**Problem to work on:** Show all lines containing "verb" from the data below.

**Recorded data:**
use clap::{Parser, Subcommand, ValueEnum};

#[derive(Parser, Debug)]
#[command(name = "actstream")]
#[command(about = "Manage activity stream items from the command line", long_about = None)]
pub struct Cli {
    #[command(subcommand)]
    pub command: Commands,

    /// Platform state file (defaults to the per-user data dir)
    #[arg(long, global = true, env = "ACTSTREAM_DATA")]
    pub data: Option<std::path::PathBuf>,
}

#[derive(Debug, Clone, Copy, PartialEq, Eq, ValueEnum)]
pub enum OutputFormat {
    Table,
    Csv,
    Ids,
    Json,
    Count,
    Yaml,
}

#[derive(Subcommand, Debug)]
pub enum Commands {
    /// Create an activity item, randomizing anything left unspecified
    #[command(alias = "add")]
    Create {
        /// Component the item belongs to (e.g. groups, blogs)
        #[arg(long)]
        component: Option<String>,

        /// Activity type (e.g. activity_update, joined_group)
        #[arg(long = "type")]
        kind: Option<String>,

        /// Feed line; generated from the type when omitted
        #[arg(long)]
        action: Option<String>,

        /// Item body; filler text is generated when omitted
        #[arg(long)]
        content: Option<String>,

        /// Primary link shown on the feed line
        #[arg(long)]
        primary_link: Option<String>,

        /// Acting user; a random existing user when omitted
        #[arg(long)]
        user_id: Option<u64>,

        /// Item id (meaning depends on the type: group id, blog id, ...)
        #[arg(long)]
        item_id: Option<u64>,

        /// Secondary item id (post id, comment id, parent row id, ...)
        #[arg(long)]
        secondary_item_id: Option<u64>,

        /// Recorded timestamp, RFC 3339 (defaults to now)
        #[arg(long)]
        date_recorded: Option<String>,

        /// Keep the item off sitewide feeds
        #[arg(long)]
        hide_sitewide: bool,

        /// Create the item already marked as spam
        #[arg(long)]
        is_spam: bool,
    },

    /// List activity items, newest first
    #[command(alias = "ls")]
    List {
        /// Only items by this user
        #[arg(long)]
        user_id: Option<u64>,

        /// Only items from this component
        #[arg(long)]
        component: Option<String>,

        /// Only items of this type
        #[arg(long = "type")]
        kind: Option<String>,

        /// Only items marked as spam
        #[arg(long)]
        spam: bool,

        /// Maximum number of items
        #[arg(long)]
        count: Option<usize>,

        #[arg(long, value_enum, default_value_t = OutputFormat::Table)]
        format: OutputFormat,
    },

    /// Bulk-create synthetic activity items for seeding
    Generate {
        /// How many items to create
        #[arg(long, default_value_t = 100)]
        count: usize,

        /// Pin the component instead of rolling one for the batch
        #[arg(long)]
        component: Option<String>,

        /// Pin the type instead of rolling one for the batch
        #[arg(long = "type")]
        kind: Option<String>,

        /// Leave activity_comment out of the type draw
        #[arg(long)]
        skip_activity_comments: bool,
    },

    /// Fetch a single activity item
    Get {
        id: u64,

        #[arg(long, value_enum, default_value_t = OutputFormat::Table)]
        format: OutputFormat,
    },

    /// Delete an activity item and its comments
    #[command(alias = "rm")]
    Delete {
        id: u64,
    },

    /// Mark an activity item as spam
    #[command(alias = "unham")]
    Spam {
        id: u64,
    },

    /// Clear the spam flag on an activity item
    #[command(alias = "unspam")]
    Ham {
        id: u64,
    },

    /// Post a status update for a user
    PostUpdate {
        /// Acting user
        #[arg(long)]
        user_id: u64,

        /// Update body; filler text is generated when omitted
        #[arg(long)]
        content: Option<String>,

        /// Post into this group instead of the user's own feed
        #[arg(long)]
        group_id: Option<u64>,
    },

    /// Add a comment to an activity item
    Comment {
        /// The activity item (or comment) being replied to
        activity_id: u64,

        /// Commenting user; a random existing user when omitted
        #[arg(long)]
        user_id: Option<u64>,

        /// Comment body; filler text is generated when omitted
        #[arg(long)]
        content: Option<String>,
    },

    /// Remove a comment (and its replies) from an activity item
    DeleteComment {
        activity_id: u64,
        comment_id: u64,
    },

    /// Print the permalink of an activity item
    #[command(alias = "url")]
    Permalink {
        id: u64,
    },
}
//! # actstream Architecture
//!
//! actstream is a **UI-agnostic activity-stream library**: the CLI binary is
//! one client of it, not the other way around. The host social platform is
//! an external collaborator reached only through a narrow trait.
//!
//! ## The Layers
//!
//! ```text
//! ┌─────────────────────────────────────────────────────────────┐
//! │  CLI Layer (args.rs, wired by main.rs)                      │
//! │  - Parses arguments, renders output, owns exit codes        │
//! │  - The ONLY place that knows about stdout/stderr            │
//! └─────────────────────────────────────────────────────────────┘
//!                              │
//!                              ▼
//! ┌─────────────────────────────────────────────────────────────┐
//! │  API Layer (api.rs)                                         │
//! │  - Thin facade over commands                                │
//! │  - Generic over Platform backend and Rng source             │
//! └─────────────────────────────────────────────────────────────┘
//!                              │
//!                              ▼
//! ┌─────────────────────────────────────────────────────────────┐
//! │  Command Layer (commands/*.rs)                              │
//! │  - One module per verb, pure logic, Result<CmdResult>       │
//! │  - create/generate lean on the completion engine            │
//! └─────────────────────────────────────────────────────────────┘
//!                              │
//!                              ▼
//! ┌─────────────────────────────────────────────────────────────┐
//! │  Engine + Catalog (engine.rs, catalog.rs)                   │
//! │  - Fills blank request fields per activity type             │
//! │  - Uniform selection over the fixed component catalog       │
//! └─────────────────────────────────────────────────────────────┘
//!                              │
//!                              ▼
//! ┌─────────────────────────────────────────────────────────────┐
//! │  Platform Layer (platform/)                                 │
//! │  - Abstract Platform trait                                  │
//! │  - JsonPlatform (production), MemoryPlatform (testing)      │
//! └─────────────────────────────────────────────────────────────┘
//! ```
//!
//! ## Key Principle: No I/O Assumptions in Core
//!
//! From `api.rs` inward, code takes regular arguments, returns
//! `Result<CmdResult>`, and never touches stdout/stderr or
//! `std::process::exit`. Randomness is injected (`rand::Rng`), so tests run
//! on seeded sequences while the binary draws from OS entropy.
//!
//! ## Module Overview
//!
//! - [`api`]: The API facade—entry point for all operations
//! - [`commands`]: One module per CLI verb
//! - [`engine`]: Default-completion of partially specified requests
//! - [`catalog`]: The component/type catalog and random selection
//! - [`platform`]: Host-platform trait and its backends
//! - [`model`]: Core data types (`Activity`, `ActivityRequest`)
//! - [`error`]: Error types

pub mod api;
pub mod catalog;
pub mod commands;
pub mod engine;
pub mod error;
pub mod model;
pub mod platform;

**Solved exercise:**
//! │  - One module per verb, pure logic, Result<CmdResult>       │
//! - [`commands`]: One module per CLI verb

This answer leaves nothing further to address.